When we work as consultants or fractional sales leaders with companies, the way we set up or run weekly meetings is straightforward. After pleasantries and catching up some highlights personally, we dig into the results of activity.

  • What did you add to the pipeline last week?
  • What advanced in the pipeline last week?
  • What closed (lost or won) last week?

Now, not every company’s market or sales cycle lends itself to having a complete update on each of those each week. But let’s be really honest: outside of very long, very complex enterprise sales where a rep is expected to only close 1-3 deals per year, most productive reps *should* have something to bring to the table on each of those.

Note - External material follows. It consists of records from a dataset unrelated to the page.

//! Signal-form probes: DC, single-sinusoid AC, and causality checks.
//!
//! These classify time-domain payloads so the domain layer can pick the
//! right decomposition kind and disambiguate inverse transforms.

use crate::expr::{Expr, Func};
use crate::simplify::expand;
use crate::symbol::Symbol;

/// A sinusoidal additive term `amp * cos(omega*var + phase)` (sines are
/// normalized to cosines with a -pi/2 phase shift).
#[derive(Debug, Clone, PartialEq)]
pub struct SinusoidTerm {
    pub amplitude: Expr,
    pub phase: Expr,
    pub omega: Expr,
}

/// Amplitude, phase, and angular frequency of a pure AC signal.
#[derive(Debug, Clone, PartialEq)]
pub struct AcCheck {
    pub amplitude: Expr,
    pub phase: Expr,
    pub omega: Expr,
}

/// True if the expression has no dependence on the variable (a constant in
/// that domain).
pub fn is_dc(expr: &Expr, var: &Symbol) -> bool {
    !expr.depends_on(var)
}

/// Split an expression linear in `var` into `(slope, offset)`.
///
/// Returns `None` when any term depends on `var` other than as a plain
/// factor.
pub fn linear_in(expr: &Expr, var: &Symbol) -> Option<(Expr, Expr)> {
    let expanded = expand(expr);
    let mut slope = Vec::new();
    let mut offset = Vec::new();
    for term in expanded.terms() {
        if !term.depends_on(var) {
            offset.push(term);
            continue;
        }
        let mut rest = Vec::new();
        let mut var_count = 0;
        for factor in term.factors() {
            match &factor {
                Expr::Sym(s) if s == var => var_count += 1,
                f if f.depends_on(var) => return None,
                _ => rest.push(factor),
            }
        }
        if var_count != 1 {
            return None;
        }
        slope.push(Expr::product(rest));
    }
    Some((Expr::sum(slope), Expr::sum(offset)))
}

/// Match a single additive term against `amp * trig(omega*var + phase)`.
pub fn sinusoid_term(term: &Expr, var: &Symbol) -> Option<SinusoidTerm> {
    let mut amplitude = Vec::new();
    let mut trig: Option<(Func, Expr)> = None;

    for factor in term.factors() {
        match &factor {
            Expr::Func(head @ (Func::Sin | Func::Cos), args) if factor.depends_on(var) => {
                if trig.is_some() {
                    return None;
                }
                trig = Some((head.clone(), args[0].clone()));
            }
            f if f.depends_on(var) => return None,
            _ => amplitude.push(factor),
        }
    }

    let (head, arg) = trig?;
    let (omega, mut phase) = linear_in(&arg, var)?;
    if omega.is_zero() {
        return None;
    }
    if matches!(head, Func::Sin) {
        // sin(x) = cos(x - pi/2)
        phase = phase - Expr::from(std::f64::consts::FRAC_PI_2);
    }

    let mut amplitude = Expr::product(amplitude);
    // Normalize a negative angular frequency: cos(-w*t + p) = cos(w*t - p).
    let (omega_coeff, _) = omega.coeff_split();
    let (omega, phase) = if omega_coeff < 0.0 {
        (-omega, -phase)
    } else {
        (omega, phase)
    };
    // Fold a negative numeric amplitude into the phase.
    let (amp_coeff, amp_rest) = amplitude.coeff_split();
    let phase = if amp_coeff < 0.0 {
        amplitude = Expr::from(-amp_coeff) * amp_rest;
        phase + Expr::from(std::f64::consts::PI)
    } else {
        phase
    };

    Some(SinusoidTerm {
        amplitude,
        phase,
        omega,
    })
}

/// Match the whole expression against a single-frequency real sinusoid,
/// combining cosine and sine terms at the same angular frequency.
pub fn match_ac(expr: &Expr, var: &Symbol) -> Option<AcCheck> {
    let expanded = expand(expr);
    if !expanded.depends_on(var) {
        return None;
    }

    let mut omega: Option<Expr> = None;
    // Complex amplitude accumulated as a * e^{j*phase} = re + j*im.
    let mut re_parts = Vec::new();
    let mut im_parts = Vec::new();

    for term in expanded.terms() {
        let sin = sinusoid_term(&term, var)?;
        match &omega {
            None => omega = Some(sin.omega.clone()),
            Some(w) if *w == sin.omega => {}
            Some(_) => return None,
        }
        re_parts.push(sin.amplitude.clone() * Expr::cos(sin.phase.clone()));
        im_parts.push(sin.amplitude * Expr::sin(sin.phase));
    }

    let omega = omega?;
    let re = Expr::sum(re_parts);
    let im = Expr::sum(im_parts);

    let (amplitude, phase) = if let (Some(a), Some(b)) = (re.as_num(), im.as_num()) {
        (
            Expr::from(a.hypot(b)),
            Expr::from(if a == 0.0 && b == 0.0 { 0.0 } else { b.atan2(a) }),
        )
    } else if im.is_zero() {
        (re, Expr::zero())
    } else {
        (
            Expr::sqrt(
                Expr::pow(re.clone(), Expr::from(2.0)) + Expr::pow(im.clone(), Expr::from(2.0)),
            ),
            Expr::atan2(im, re),
        )
    };

    Some(AcCheck {
        amplitude,
        phase,
        omega,
    })
}

/// True if the expression is a pure sinusoid in `var`.
pub fn is_ac(expr: &Expr, var: &Symbol) -> bool {
    match_ac(expr, var).is_some()
}

/// True if the expression is zero for negative values of `var`: every term
/// depending on `var` carries a unit-step factor gated on `var`.
pub fn is_causal(expr: &Expr, var: &Symbol) -> bool {
    let expanded = expand(expr);
    let mut found = false;
    for term in expanded.terms() {
        if !term.depends_on(var) {
            return false;
        }
        let gated = term.factors().iter().any(|f| {
            matches!(f, Expr::Func(Func::Heaviside | Func::DiracDelta, args)
                     if args[0] == Expr::Sym(var.clone()))
        });
        if !gated {
            return false;
        }
        found = true;
    }
    found
}
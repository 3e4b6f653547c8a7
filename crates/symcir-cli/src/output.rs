//! Output formatting for superpositions and domain expressions.

use symcir::{DomainExpr, Superposition};

/// Print a section header with an underline.
pub fn print_header(title: &str) {
    println!("{title}");
    println!("{}", "=".repeat(title.len()));
    println!();
}

/// Print every component of a superposition, one row per kind.
pub fn print_superposition(sup: &Superposition) {
    if sup.is_empty() {
        println!("  (zero)");
        println!();
        return;
    }
    for (kind, part) in sup.components() {
        print_component(&kind.to_string(), part);
    }
    println!();
}

/// Print one labeled component with its units when it has any.
pub fn print_component(label: &str, part: &DomainExpr) {
    let units = part.units();
    if units.is_empty() {
        println!("  {label:>10}  {part}");
    } else {
        println!("  {label:>10}  {part}  [{units}]");
    }
}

Quick note: we discuss this rather than read from a CRM because it forces a form of accountability with a manager and the broader team. If Sarah always has new opportunities, is advancing deals, and is closing won or closing lost something, and I have a lot of excuses, I can’t hide.

This line of questioning also trains the team to think the way we want them to: find new deals, advance deals, close deals.

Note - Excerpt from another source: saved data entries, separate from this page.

//! Domain-tagged expression wrappers.
//!
//! A [`DomainExpr`] pairs an engine expression with the transform domain it
//! lives in and the physical quantity it measures. Construction validates
//! domain exclusivity (a time-domain payload may not mention `s`, and so on),
//! so an ill-domained expression cannot be represented at all.

use std::fmt;

use num_complex::Complex64;

use symcir_expr::{
    Bindings, Expr, Symbol, complex_parts, eval, eval_at, expand, fourier_transform,
    inverse_fourier_transform, inverse_laplace, laplace_transform, simplify,
};

use crate::error::{Error, Result};
use crate::registry::{FREQUENCY, LAPLACE, OMEGA, TIME};

/// The physical quantity a wrapped expression measures.
#[derive(Debug, Clone, Copy, PartialEq, Eq, Hash)]
pub enum Quantity {
    Generic,
    Voltage,
    Current,
    Impedance,
    Admittance,
    TransferFunction,
}

impl Quantity {
    pub fn label(&self) -> &'static str {
        match self {
            Quantity::Generic => "expression",
            Quantity::Voltage => "voltage",
            Quantity::Current => "current",
            Quantity::Impedance => "impedance",
            Quantity::Admittance => "admittance",
            Quantity::TransferFunction => "transfer function",
        }
    }
}

/// The transform domain of a wrapped expression.
#[derive(Debug, Clone, PartialEq, Eq, Hash)]
pub enum Domain {
    /// Function of time `t`.
    Time,
    /// Function of the Laplace variable `s`.
    Laplace,
    /// Function of ordinary frequency `f`.
    Fourier,
    /// Function of angular frequency `omega`.
    AngularFourier,
    /// Constant in every domain.
    Const,
    /// Complex amplitude of a sinusoid at one angular frequency.
    Phasor { omega: Expr },
    /// One-sided spectral density of an independent noise source.
    Noise { nid: String },
}

impl Domain {
    pub fn name(&self) -> &'static str {
        match self {
            Domain::Time => "time",
            Domain::Laplace => "laplace",
            Domain::Fourier => "fourier",
            Domain::AngularFourier => "angular fourier",
            Domain::Const => "constant",
            Domain::Phasor { .. } => "phasor",
            Domain::Noise { .. } => "noise",
        }
    }

    /// The independent variable of this domain, if it has one.
    pub fn var(&self) -> Option<&'static Symbol> {
        match self {
            Domain::Time => Some(&*TIME),
            Domain::Laplace => Some(&*LAPLACE),
            Domain::Fourier => Some(&*FREQUENCY),
            Domain::AngularFourier => Some(&*OMEGA),
            Domain::Const | Domain::Phasor { .. } | Domain::Noise { .. } => None,
        }
    }

    /// Domain variables a payload in this domain must not reference.
    fn forbidden(&self) -> Vec<&'static Symbol> {
        match self {
            Domain::Time => vec![&*LAPLACE, &*FREQUENCY],
            Domain::Laplace => vec![&*TIME, &*FREQUENCY],
            Domain::Fourier => vec![&*LAPLACE, &*TIME],
            Domain::AngularFourier => vec![&*LAPLACE, &*TIME, &*FREQUENCY],
            Domain::Const => vec![&*TIME, &*LAPLACE, &*FREQUENCY, &*OMEGA],
            Domain::Phasor { .. } | Domain::Noise { .. } => {
                vec![&*TIME, &*LAPLACE, &*FREQUENCY]
            }
        }
    }
}

/// Properties inferred from a time-domain payload, carried alongside its
/// Laplace image so a later inverse transform keeps them.
#[derive(Debug, Clone, Copy, PartialEq, Eq, Default)]
pub struct Inference {
    pub dc: bool,
    pub ac: bool,
    pub causal: bool,
}

impl Inference {
    /// Properties of a sum: each flag survives only if both operands carry it.
    pub fn meet(self, other: Inference) -> Inference {
        Inference {
            dc: self.dc && other.dc,
            ac: self.ac && other.ac,
            causal: self.causal && other.causal,
        }
    }
}

/// An expression tagged with its domain and quantity.
#[derive(Debug, Clone, PartialEq)]
pub struct DomainExpr {
    expr: Expr,
    domain: Domain,
    quantity: Quantity,
    inference: Inference,
}

impl DomainExpr {
    /// Wrap an expression, rejecting payloads that reference a variable the
    /// domain forbids.
    pub fn new(expr: Expr, domain: Domain, quantity: Quantity) -> Result<Self> {
        for var in domain.forbidden() {
            if expr.depends_on(var) {
                return Err(Error::DomainViolation {
                    domain: domain.name(),
                    var: var.name().to_string(),
                    expr: expr.to_string(),
                });
            }
        }
        Ok(Self {
            expr,
            domain,
            quantity,
            inference: Inference::default(),
        })
    }

    /// The zero element of a domain.
    pub fn zero(domain: Domain, quantity: Quantity) -> Self {
        Self {
            expr: Expr::zero(),
            domain,
            quantity,
            inference: Inference::default(),
        }
    }

    /// A constant wrapper around a value free of all domain variables.
    pub fn constant(expr: Expr, quantity: Quantity) -> Result<Self> {
        Self::new(expr, Domain::Const, quantity)
    }

    pub fn expr(&self) -> &Expr {
        &self.expr
    }

    pub fn domain(&self) -> &Domain {
        &self.domain
    }

    pub fn quantity(&self) -> Quantity {
        self.quantity
    }

    pub fn inference(&self) -> Inference {
        self.inference
    }

    pub fn with_quantity(mut self, quantity: Quantity) -> Self {
        self.quantity = quantity;
        self
    }

    pub fn with_inference(mut self, inference: Inference) -> Self {
        self.inference = inference;
        self
    }

    pub fn is_zero(&self) -> bool {
        self.expr.is_zero()
    }

    /// Display units for this quantity in this domain.
    pub fn units(&self) -> &'static str {
        let spectral = matches!(
            self.domain,
            Domain::Laplace | Domain::Fourier | Domain::AngularFourier
        );
        match self.quantity {
            Quantity::Voltage => match self.domain {
                Domain::Noise { .. } => "V/sqrt(Hz)",
                _ if spectral => "V/Hz",
                _ => "V",
            },
            Quantity::Current => match self.domain {
                Domain::Noise { .. } => "A/sqrt(Hz)",
                _ if spectral => "A/Hz",
                _ => "A",
            },
            Quantity::Impedance => match self.domain {
                Domain::Time => "ohms/s",
                _ => "ohms",
            },
            Quantity::Admittance => match self.domain {
                Domain::Time => "siemens/s",
                _ => "siemens",
            },
            Quantity::Generic | Quantity::TransferFunction => "",
        }
    }

    /// Infer dc / ac / causal properties of a time-domain payload.
    pub fn infer(&self) -> Inference {
        match self.domain {
            Domain::Time => Inference {
                dc: symcir_expr::acdc::is_dc(&self.expr, &TIME),
                ac: symcir_expr::acdc::is_ac(&self.expr, &TIME),
                causal: symcir_expr::acdc::is_causal(&self.expr, &TIME),
            },
            Domain::Const => Inference {
                dc: true,
                ..Inference::default()
            },
            _ => self.inference,
        }
    }

    /// Convert to the time domain.
    pub fn time(&self) -> Result<DomainExpr> {
        match &self.domain {
            Domain::Time => Ok(self.clone()),
            Domain::Const => DomainExpr::new(self.expr.clone(), Domain::Time, self.quantity),
            Domain::Laplace => {
                let expr = inverse_laplace(&self.expr, &LAPLACE, &TIME)?;
                Ok(DomainExpr::new(expr, Domain::Time, self.quantity)?
                    .with_inference(self.inference))
            }
            Domain::Fourier => {
                let expr = inverse_fourier_transform(&self.expr, &FREQUENCY, &TIME)?;
                DomainExpr::new(expr, Domain::Time, self.quantity)
            }
            Domain::AngularFourier => self.as_fourier()?.time(),
            Domain::Phasor { omega } => {
                // A e^{j p} at omega realizes as re*cos(w t) - im*sin(w t).
                let parts = complex_parts(&self.expr)?;
                let wt = omega.clone() * Expr::symbol(TIME.clone());
                let expr = simplify(
                    &(parts.re * Expr::cos(wt.clone()) - parts.im * Expr::sin(wt)),
                );
                DomainExpr::new(expr, Domain::Time, self.quantity)
            }
            Domain::Noise { .. } => Err(Error::NoiseRealization("time")),
        }
    }

    /// Convert to the Laplace domain.
    pub fn laplace(&self) -> Result<DomainExpr> {
        match &self.domain {
            Domain::Laplace => Ok(self.clone()),
            Domain::Time | Domain::Const => {
                let inference = self.infer();
                let expr = laplace_transform(&self.expr, &TIME, &LAPLACE)?;
                Ok(DomainExpr::new(expr, Domain::Laplace, self.quantity)?
                    .with_inference(inference))
            }
            Domain::Noise { .. } => Err(Error::NoiseRealization("laplace")),
            _ => self.time()?.laplace(),
        }
    }

    /// Convert to the Fourier domain.
    pub fn fourier(&self) -> Result<DomainExpr> {
        match &self.domain {
            Domain::Fourier => Ok(self.clone()),
            Domain::AngularFourier => self.as_fourier(),
            Domain::Time | Domain::Const => {
                let expr = fourier_transform(&self.expr, &TIME, &FREQUENCY)?;
                DomainExpr::new(expr, Domain::Fourier, self.quantity)
            }
            Domain::Noise { .. } => Err(Error::NoiseRealization("fourier")),
            _ => self.time()?.fourier(),
        }
    }

    /// Rewrite an angular-frequency payload in terms of ordinary frequency.
    fn as_fourier(&self) -> Result<DomainExpr> {
        let two_pi_f = Expr::from(std::f64::consts::TAU) * Expr::symbol(FREQUENCY.clone());
        let expr = self.expr.subs(&OMEGA, &two_pi_f);
        DomainExpr::new(expr, Domain::Fourier, self.quantity)
    }

    /// Convert a single-frequency sinusoid to its phasor.
    pub fn to_phasor(&self) -> Result<DomainExpr> {
        match &self.domain {
            Domain::Phasor { .. } => Ok(self.clone()),
            Domain::Time => {
                let check = symcir_expr::acdc::match_ac(&self.expr, &TIME)
                    .ok_or_else(|| Error::NotPhasor(self.expr.to_string()))?;
                let payload =
                    check.amplitude * Expr::exp(Expr::imaginary_unit() * check.phase);
                DomainExpr::new(
                    payload,
                    Domain::Phasor { omega: check.omega },
                    self.quantity,
                )
            }
            _ => Err(Error::NotPhasor(self.expr.to_string())),
        }
    }

    /// Evaluate numerically over samples of the domain variable.
    ///
    /// Constants are replicated across the sample vector; phasors and noise
    /// densities have no single evaluation variable and must be converted
    /// first.
    pub fn evaluate(&self, samples: &[f64]) -> Result<Vec<Complex64>> {
        match self.domain.var() {
            Some(var) => Ok(eval_at(&self.expr, var, samples)?),
            None if matches!(self.domain, Domain::Const) => {
                let value = eval(&self.expr, &Bindings::new())?;
                Ok(vec![value; samples.len()])
            }
            None => Err(Error::UnsupportedOperation {
                op: "evaluate",
                detail: format!("{} domain has no evaluation variable", self.domain.name()),
            }),
        }
    }

    /// Add another wrapper in the same domain and quantity.
    pub fn merge_add(&self, other: &DomainExpr) -> Result<DomainExpr> {
        if self.domain != other.domain || self.quantity != other.quantity {
            return Err(Error::UnsupportedOperation {
                op: "add",
                detail: format!(
                    "{} {} + {} {}",
                    self.domain.name(),
                    self.quantity.label(),
                    other.domain.name(),
                    other.quantity.label()
                ),
            });
        }
        Ok(DomainExpr::new(
            self.expr.clone() + other.expr.clone(),
            self.domain.clone(),
            self.quantity,
        )?
        .with_inference(self.inference.meet(other.inference)))
    }

    pub fn negate(&self) -> DomainExpr {
        Self {
            expr: -self.expr.clone(),
            domain: self.domain.clone(),
            quantity: self.quantity,
            inference: self.inference,
        }
    }

    /// Multiply the payload by a factor free of all domain variables.
    pub fn scale(&self, factor: &Expr) -> Result<DomainExpr> {
        for var in [&*TIME, &*LAPLACE, &*FREQUENCY, &*OMEGA] {
            if factor.depends_on(var) {
                return Err(Error::UnsupportedOperation {
                    op: "scale",
                    detail: format!("scale factor depends on '{}': {factor}", var.name()),
                });
            }
        }
        Ok(Self {
            expr: self.expr.clone() * factor.clone(),
            domain: self.domain.clone(),
            quantity: self.quantity,
            inference: Inference::default(),
        })
    }

    /// Simplify the payload in place of a new wrapper.
    pub fn simplified(&self) -> DomainExpr {
        Self {
            expr: simplify(&self.expr),
            domain: self.domain.clone(),
            quantity: self.quantity,
            inference: self.inference,
        }
    }

    /// Rewrite the payload in expanded canonical form.
    pub fn canonical(&self) -> DomainExpr {
        Self {
            expr: expand(&self.expr),
            domain: self.domain.clone(),
            quantity: self.quantity,
            inference: self.inference,
        }
    }
}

The next section involves both accountability and an opportunity to coordinate any logistics needed for managers with reps, or team selling. We ask, “What are you doing this week?”

The wrong answer is, “Making some calls” or “going through tasks in Salesforce.” “I’ve got some meetings” is also unacceptable.

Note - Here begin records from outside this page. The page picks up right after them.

//! Symbolic linear-circuit signal analysis.
//!
//! Re-exports the expression engine and the signal-representation core as a
//! single surface: parse a source expression, file it into a voltage or
//! current [`Superposition`], and extract dc, phasor, transient, and noise
//! components or full time/Laplace/Fourier images.
//!
//! ```
//! use symcir::{Expr, Superposition};
//!
//! let v = Superposition::voltage_of("cos(3*t) + exp(-4*t) + 5").unwrap();
//! assert_eq!(*v.dc().unwrap().expr(), Expr::from(5.0));
//! assert_eq!(v.ac_keys().unwrap(), vec![Expr::from(3.0)]);
//! ```

pub use symcir_core::{
    Domain, DomainExpr, Error, Inference, Kind, MulOperand, Quantity, Result, Superposition,
    Value, registry,
};
pub use symcir_expr::{
    Assumptions, Expr, Func, Symbol, SymbolTable, canonical_name, equivalent, simplify,
};

/// Engine-level building blocks for callers that need to go below the
/// wrapper layer.
pub mod engine {
    pub use symcir_expr::{
        Bindings, ComplexParts, acdc, complex_parts, eval, eval_at, expand, fourier_transform,
        inverse_fourier_transform, inverse_laplace, laplace_transform, magnitude, parse,
        symbols_find,
    };
}
//! Operations on the `mentions` table.

use std::collections::HashSet;
use std::path::{Path, PathBuf};

use brandpulse_core::{
    epoch_seconds, from_epoch_seconds, Mention, Outcome, SentimentLabel, MISSING_AUTHOR,
};
use chrono::{DateTime, Utc};
use sqlx::sqlite::{SqliteConnectOptions, SqliteConnection};
use sqlx::Connection;

use crate::DbError;

const CREATE_TABLE_SQL: &str = "CREATE TABLE IF NOT EXISTS mentions (\
     id TEXT, \
     brand TEXT, \
     text TEXT, \
     subreddit TEXT, \
     author TEXT, \
     created_utc REAL, \
     sentiment_score REAL, \
     sentiment_label TEXT, \
     url TEXT)";

const INSERT_SQL: &str = "INSERT INTO mentions \
     (id, brand, text, subreddit, author, created_utc, sentiment_score, sentiment_label, url) \
     VALUES (?, ?, ?, ?, ?, ?, ?, ?, ?)";

const SELECT_ALL_SQL: &str = "SELECT rowid, id, brand, text, subreddit, author, \
     CAST(created_utc AS REAL) AS created_utc, \
     CAST(sentiment_score AS REAL) AS sentiment_score, \
     sentiment_label, url \
     FROM mentions \
     ORDER BY rowid";

// ---------------------------------------------------------------------------
// Row type
// ---------------------------------------------------------------------------

/// A raw row from the `mentions` table. Columns are nullable on disk.
#[derive(Debug, sqlx::FromRow)]
struct MentionRow {
    rowid: i64,
    id: Option<String>,
    brand: Option<String>,
    text: Option<String>,
    subreddit: Option<String>,
    author: Option<String>,
    created_utc: Option<f64>,
    sentiment_score: Option<f64>,
    sentiment_label: Option<String>,
    url: Option<String>,
}

/// Rows need an id and a usable timestamp. Other NULL text columns load as
/// empty strings, a NULL author as [`MISSING_AUTHOR`], and a missing or
/// unreadable label is derived from the score.
impl TryFrom<MentionRow> for Mention {
    type Error = DbError;

    fn try_from(row: MentionRow) -> Result<Self, Self::Error> {
        let rowid = row.rowid;
        let id = row.id.ok_or_else(|| DbError::InvalidRow {
            rowid,
            reason: "column 'id' is NULL".to_string(),
        })?;

        let created_utc = row
            .created_utc
            .and_then(from_epoch_seconds)
            .ok_or_else(|| DbError::InvalidRow {
                rowid,
                reason: "created_utc is NULL or out of range".to_string(),
            })?;

        let (sentiment_score, sentiment_label) = match row.sentiment_score {
            Some(score) => {
                let label = row
                    .sentiment_label
                    .and_then(|l| l.parse::<SentimentLabel>().ok())
                    .unwrap_or_else(|| SentimentLabel::from_score(score));
                (score, label)
            }
            None => (0.0, SentimentLabel::from_score(0.0)),
        };

        Ok(Mention {
            id,
            brand: row.brand.unwrap_or_default(),
            text: row.text.unwrap_or_default(),
            subreddit: row.subreddit.unwrap_or_default(),
            author: row.author.unwrap_or_else(|| MISSING_AUTHOR.to_string()),
            created_utc,
            sentiment_score,
            sentiment_label,
            url: row.url.unwrap_or_default(),
        })
    }
}

// ---------------------------------------------------------------------------
// Store handle
// ---------------------------------------------------------------------------

/// Handle to the single-file mention store.
#[derive(Debug, Clone)]
pub struct MentionStore {
    path: PathBuf,
}

impl MentionStore {
    pub fn new(path: impl Into<PathBuf>) -> Self {
        Self { path: path.into() }
    }

    #[must_use]
    pub fn path(&self) -> &Path {
        &self.path
    }

    /// Read every stored mention in insertion order.
    ///
    /// A missing file or missing table is [`Outcome::Empty`], not an error.
    /// Any other failure is logged and returned as [`Outcome::Failed`].
    pub async fn load_all(&self) -> Outcome<Vec<Mention>> {
        if !self.path.exists() {
            tracing::debug!(path = %self.path.display(), "database file does not exist yet");
            return Outcome::Empty;
        }

        match self.try_load_all().await {
            Ok(Some(rows)) if !rows.is_empty() => Outcome::Success(rows),
            Ok(_) => Outcome::Empty,
            Err(e) => {
                tracing::error!(path = %self.path.display(), error = %e, "failed to load mentions");
                Outcome::Failed(e.to_string())
            }
        }
    }

    /// Append mentions as new rows, creating the file and table on first write.
    ///
    /// Empty input is a logged no-op returning [`Outcome::Empty`]. Does not
    /// deduplicate. All rows are written in one transaction; a failure is
    /// logged, rolls back, and is returned as [`Outcome::Failed`].
    pub async fn append(&self, mentions: &[Mention]) -> Outcome<usize> {
        if mentions.is_empty() {
            tracing::info!("no mentions to save");
            return Outcome::Empty;
        }

        match self.try_append(mentions).await {
            Ok(count) => {
                tracing::info!(count, table = crate::TABLE_NAME, "saved new mentions");
                Outcome::Success(count)
            }
            Err(e) => {
                tracing::error!(path = %self.path.display(), error = %e, "failed to save mentions");
                Outcome::Failed(e.to_string())
            }
        }
    }

    /// Count stored rows. Same empty/failed semantics as [`Self::load_all`].
    pub async fn count(&self) -> Outcome<i64> {
        if !self.path.exists() {
            return Outcome::Empty;
        }

        match self.try_count().await {
            Ok(Some(n)) if n > 0 => Outcome::Success(n),
            Ok(_) => Outcome::Empty,
            Err(e) => {
                tracing::error!(path = %self.path.display(), error = %e, "failed to count mentions");
                Outcome::Failed(e.to_string())
            }
        }
    }

    /// Ids of every stored mention. A failed load counts as no ids.
    pub async fn existing_ids(&self) -> HashSet<String> {
        self.load_all()
            .await
            .into_value()
            .into_iter()
            .map(|m| m.id)
            .collect()
    }

    /// Modification time of the database file, if it exists.
    #[must_use]
    pub fn last_modified(&self) -> Option<DateTime<Utc>> {
        let modified = std::fs::metadata(&self.path).ok()?.modified().ok()?;
        Some(DateTime::<Utc>::from(modified))
    }

    async fn connect(&self, create: bool) -> Result<SqliteConnection, DbError> {
        if create {
            if let Some(parent) = self.path.parent().filter(|p| !p.as_os_str().is_empty()) {
                std::fs::create_dir_all(parent).map_err(|e| DbError::CreateDir {
                    path: parent.display().to_string(),
                    source: e,
                })?;
            }
        }

        let options = SqliteConnectOptions::new()
            .filename(&self.path)
            .create_if_missing(create);

        Ok(SqliteConnection::connect_with(&options).await?)
    }

    async fn try_load_all(&self) -> Result<Option<Vec<Mention>>, DbError> {
        let mut conn = self.connect(false).await?;
        let result = select_all(&mut conn).await;
        close_quietly(conn).await;
        result
    }

    async fn try_append(&self, mentions: &[Mention]) -> Result<usize, DbError> {
        let mut conn = self.connect(true).await?;
        let result = insert_all(&mut conn, mentions).await;
        close_quietly(conn).await;
        result
    }

    async fn try_count(&self) -> Result<Option<i64>, DbError> {
        let mut conn = self.connect(false).await?;
        let result = count_rows(&mut conn).await;
        close_quietly(conn).await;
        result
    }
}

async fn select_all(conn: &mut SqliteConnection) -> Result<Option<Vec<Mention>>, DbError> {
    if !table_exists(conn).await? {
        return Ok(None);
    }
    let rows = sqlx::query_as::<_, MentionRow>(SELECT_ALL_SQL)
        .fetch_all(&mut *conn)
        .await?;
    let mentions = rows
        .into_iter()
        .filter_map(|row| match Mention::try_from(row) {
            Ok(mention) => Some(mention),
            Err(e) => {
                tracing::warn!(error = %e, "skipping unusable stored row");
                None
            }
        })
        .collect();
    Ok(Some(mentions))
}

async fn insert_all(conn: &mut SqliteConnection, mentions: &[Mention]) -> Result<usize, DbError> {
    let mut tx = conn.begin().await?;
    sqlx::query(CREATE_TABLE_SQL).execute(&mut *tx).await?;
    for mention in mentions {
        sqlx::query(INSERT_SQL)
            .bind(&mention.id)
            .bind(&mention.brand)
            .bind(&mention.text)
            .bind(&mention.subreddit)
            .bind(&mention.author)
            .bind(epoch_seconds(mention.created_utc))
            .bind(mention.sentiment_score)
            .bind(mention.sentiment_label.as_str())
            .bind(&mention.url)
            .execute(&mut *tx)
            .await?;
    }
    tx.commit().await?;
    Ok(mentions.len())
}

async fn count_rows(conn: &mut SqliteConnection) -> Result<Option<i64>, DbError> {
    if !table_exists(conn).await? {
        return Ok(None);
    }
    let n: i64 = sqlx::query_scalar("SELECT COUNT(*) FROM mentions")
        .fetch_one(&mut *conn)
        .await?;
    Ok(Some(n))
}

async fn table_exists(conn: &mut SqliteConnection) -> Result<bool, DbError> {
    let found: Option<String> =
        sqlx::query_scalar("SELECT name FROM sqlite_master WHERE type = 'table' AND name = ?")
            .bind(crate::TABLE_NAME)
            .fetch_optional(&mut *conn)
            .await?;
    Ok(found.is_some())
}

async fn close_quietly(conn: SqliteConnection) {
    if let Err(e) = conn.close().await {
        tracing::debug!(error = %e, "error closing sqlite connection");
    }
}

We are looking for, “I’ve got X prospecting calls to make. I’ve got 2 introductory meetings. I have one qualification meeting with prospect Y.” Etc… Specifics are mandatory here.

We then have managers dig into the pipeline – at a high level – of a few opportunities.

  • What’s your opportunity closest to close? We always ask, “What’s the next step?” and, “Why this one?”
  • What’s your newest opportunity? It’s usually answered in the first section about what’s been added to the pipeline.
  • What’s your largest opportunity? Again, this one can overlap with a previous question, but it helps to dig into where the outsized return may lie.

If there are calls for help, we take them here, but try to keep them brief and focused. If coaching can be done there, we do it, but it’s often a, “Let’s set up a time to go over that.” (And no, this isn’t getting into manager time mode, but trying to avoid longer discussions as attention spans expire.)

Any announcements need to be made here, whether about upcoming trainings, product updates, company events, or something else.


The Pipeline Review

Purpose: Clarity for forecasting; coaching; process enforcement; accountability

Estimated time needed: Varies by pipeline volume and team size

First, the assumption here is that you’re not running a pipeline meeting for transactional sales that come in and close on the same day. This could be higher-ticket B2C sales, or at least 2-10 week B2B sales cycles.

The general rule of thumb on this meeting’s frequency is monthly. It could be as frequent as every other week in some cases, but not less frequently than monthly.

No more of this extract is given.